USPSTF: The Primary Care Clinician’s Source for Prevention Recommendations

What is the mission of the U.S. Preventive Services Task Force?

The U.S. Preventive Services Task Force (USPSTF or Task Force) works to improve the health of people nationwide by making evidence-based recommendations on effective ways to prevent disease, promote health, and prolong life.

How does the Task Force help primary care clinicians and their patients?

Every time a primary care clinician sees a patient, it’s an opportunity to prevent disease and promote good health. However, knowing what the evidence says about each preventive service that could be applied to individual patients is a daunting challenge for individual clinicians. The Task Force reviews findings from thousands of scientific studies every year on a range of preventive services—screenings, counseling, and medications— and develops evidence-based recommendations that clinicians can put into practice with confidence.

The Task Force helps people of all ages do what matters most: stay healthy and live well for years to come. Its evidence-based recommendations empower patients and their clinicians to make informed choices based on what works—and what doesn t—in preventive care. Patients can trust that the services recommended by the Task Force are beneficial to their overall health.

Why is the USPSTF the go-to source for disease prevention and health promotion guidance?

Because of the Task Force’s rigorous and objective approach, each Task Force recommendation is a trusted, valuable evidence-based resource that primary care clinicians can depend on. The Task Force follows a rigorous, multistep process for each of its more than 80 health topics, starting with a research plan that guides the review of existing evidence, resulting in a recommendation or a call for more research based on that evidence.
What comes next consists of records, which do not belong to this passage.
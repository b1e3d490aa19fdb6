/*
 * Copyright Amazon.com, Inc. or its affiliates. All Rights Reserved.
 * SPDX-License-Identifier: Apache-2.0
 */

use std::fmt;

use aws_sdk_s3::error::{ProvideErrorMetadata, SdkError};
use aws_smithy_runtime_api::client::orchestrator::HttpResponse;

/// A boxed error that is `Send` and `Sync`.
pub type BoxError = Box<dyn std::error::Error + Send + Sync>;

/// Errors returned by this library
///
/// Every error names the driver operation that failed and the location(s) it was called with.
/// The underlying cause (usually an [`SdkError`]) is available through
/// [`std::error::Error::source`].
///
/// NOTE: Use [`aws_smithy_types::error::display::DisplayErrorContext`] or similar to display
/// the entire error cause/source chain.
#[derive(Debug)]
pub struct Error {
    kind: ErrorKind,
    location: Option<String>,
    destination: Option<String>,
    not_found: bool,
    source: BoxError,
}

/// General categories of driver errors.
#[derive(Clone, Debug, Eq, PartialEq)]
#[non_exhaustive]
pub enum ErrorKind {
    /// Reading the contents of a file failed
    ReadFailed,

    /// Writing a file failed
    WriteFailed,

    /// Deleting a file failed
    DeleteFailed,

    /// Copying a file failed
    CopyFailed,

    /// Moving a file failed. The destination may have been written even though the source
    /// could not be removed.
    MoveFailed,

    /// Looking up file metadata failed (existence, stats, visibility or a signed URL)
    MetadataFailed,

    /// Changing the visibility of a file failed
    SetVisibilityFailed,

    /// Driver configuration is missing or malformed
    InvalidConfig,
}

impl Error {
    /// Creates a new driver [`Error`] from a known kind of error as well as an arbitrary error
    /// source.
    pub fn new<E>(kind: ErrorKind, err: E) -> Error
    where
        E: Into<BoxError>,
    {
        Error {
            kind,
            location: None,
            destination: None,
            not_found: false,
            source: err.into(),
        }
    }

    fn from_cause<E>(kind: ErrorKind, err: E) -> Error
    where
        E: ErrorCause,
    {
        let not_found = err.is_missing_object();
        let mut err = Error::new(kind, err);
        err.not_found = not_found;
        err
    }

    fn at(mut self, location: impl Into<String>) -> Self {
        self.location = Some(location.into());
        self
    }

    fn to(mut self, destination: impl Into<String>) -> Self {
        self.destination = Some(destination.into());
        self
    }

    /// Returns the corresponding [`ErrorKind`] for this error.
    pub fn kind(&self) -> &ErrorKind {
        &self.kind
    }

    /// The location the failed operation was called with.
    ///
    /// For `copy` and `move` this is the source location.
    pub fn location(&self) -> Option<&str> {
        self.location.as_deref()
    }

    /// The destination location of a failed `copy` or `move`.
    pub fn destination(&self) -> Option<&str> {
        self.destination.as_deref()
    }

    /// Returns true if the underlying cause was the object (or bucket) not being found.
    pub fn is_not_found(&self) -> bool {
        self.not_found
    }
}

impl fmt::Display for Error {
    fn fmt(&self, f: &mut fmt::Formatter<'_>) -> fmt::Result {
        let location = self.location.as_deref().unwrap_or_default();
        let destination = self.destination.as_deref().unwrap_or_default();
        match &self.kind {
            ErrorKind::ReadFailed => write!(f, "cannot read file at `{location}`"),
            ErrorKind::WriteFailed => write!(f, "cannot write file at `{location}`"),
            ErrorKind::DeleteFailed => write!(f, "cannot delete file at `{location}`"),
            ErrorKind::CopyFailed => {
                write!(f, "cannot copy file from `{location}` to `{destination}`")
            }
            ErrorKind::MoveFailed => {
                write!(f, "cannot move file from `{location}` to `{destination}`")
            }
            ErrorKind::MetadataFailed => {
                write!(f, "cannot read metadata of file at `{location}`")
            }
            ErrorKind::SetVisibilityFailed => {
                write!(f, "cannot set visibility of file at `{location}`")
            }
            ErrorKind::InvalidConfig => write!(f, "invalid driver configuration"),
        }
    }
}

impl std::error::Error for Error {
    fn source(&self) -> Option<&(dyn std::error::Error + 'static)> {
        Some(self.source.as_ref())
    }
}

/// An underlying failure the driver knows how to classify.
pub(crate) trait ErrorCause: Into<BoxError> {
    /// True when the failure means the requested object does not exist.
    fn is_missing_object(&self) -> bool {
        false
    }

    /// True when the service named the missing object (`NoSuchKey`/`NotFound`) rather than just
    /// answering `404`, which a missing bucket does too.
    fn is_missing_key(&self) -> bool {
        false
    }
}

impl<E> ErrorCause for SdkError<E, HttpResponse>
where
    E: std::error::Error + ProvideErrorMetadata + Send + Sync + 'static,
{
    fn is_missing_object(&self) -> bool {
        if self.is_missing_key() {
            return true;
        }

        match self {
            SdkError::ServiceError(_) => self
                .raw_response()
                .is_some_and(|resp| resp.status().as_u16() == 404),
            _ => false,
        }
    }

    fn is_missing_key(&self) -> bool {
        matches!(self.code(), Some("NotFound" | "NoSuchKey"))
    }
}

impl ErrorCause for Error {
    fn is_missing_object(&self) -> bool {
        self.not_found
    }
}

impl ErrorCause for aws_smithy_types::byte_stream::error::Error {}

impl ErrorCause for aws_sdk_s3::presigning::PresigningConfigError {}

pub(crate) fn read_failed<E>(location: &str) -> impl FnOnce(E) -> Error
where
    E: ErrorCause,
{
    let location = location.to_owned();
    move |err| Error::from_cause(ErrorKind::ReadFailed, err).at(location)
}

pub(crate) fn write_failed<E>(location: &str) -> impl FnOnce(E) -> Error
where
    E: ErrorCause,
{
    let location = location.to_owned();
    move |err| Error::from_cause(ErrorKind::WriteFailed, err).at(location)
}

pub(crate) fn delete_failed<E>(location: &str) -> impl FnOnce(E) -> Error
where
    E: ErrorCause,
{
    let location = location.to_owned();
    move |err| Error::from_cause(ErrorKind::DeleteFailed, err).at(location)
}

pub(crate) fn metadata_failed<E>(location: &str) -> impl FnOnce(E) -> Error
where
    E: ErrorCause,
{
    let location = location.to_owned();
    move |err| Error::from_cause(ErrorKind::MetadataFailed, err).at(location)
}

pub(crate) fn set_visibility_failed<E>(location: &str) -> impl FnOnce(E) -> Error
where
    E: ErrorCause,
{
    let location = location.to_owned();
    move |err| Error::from_cause(ErrorKind::SetVisibilityFailed, err).at(location)
}

pub(crate) fn copy_failed<E>(source: &str, destination: &str) -> impl FnOnce(E) -> Error
where
    E: ErrorCause,
{
    let (source, destination) = (source.to_owned(), destination.to_owned());
    move |err| {
        Error::from_cause(ErrorKind::CopyFailed, err)
            .at(source)
            .to(destination)
    }
}

pub(crate) fn move_failed<E>(source: &str, destination: &str) -> impl FnOnce(E) -> Error
where
    E: ErrorCause,
{
    let (source, destination) = (source.to_owned(), destination.to_owned());
    move |err| {
        Error::from_cause(ErrorKind::MoveFailed, err)
            .at(source)
            .to(destination)
    }
}

pub(crate) fn invalid_config<E>(err: E) -> Error
where
    E: Into<BoxError>,
{
    Error::new(ErrorKind::InvalidConfig, err)
}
Task Force recommendations are considered the gold standard in preventive care.

How does the make-up of the Task Force support its mission?

The Task Force is an independent, volunteer panel of national experts in prevention and evidence-based medicine, most of whom are practicing primary care clinicians; no one is compensated for their work on the Task Force. The external work of all Task Force members is routinely vetted to ensure they have no substantial conflicts of interest that could affect the scientific integrity of the Task Force’s recommendations.

What value does the Task Force’s work bring to primary care practices?

Task Force recommendations are backed by research and not influenced by outside or industry interests, giving clinicians the confidence that putting them in practice will help prevent disease, promote health, and prolong life. Importantly, the Task Force also flags which preventive services may do more harm than good. Task Force recommendations are valuable tools to help clinicians and patients to work together to make informed decisions about preventive care.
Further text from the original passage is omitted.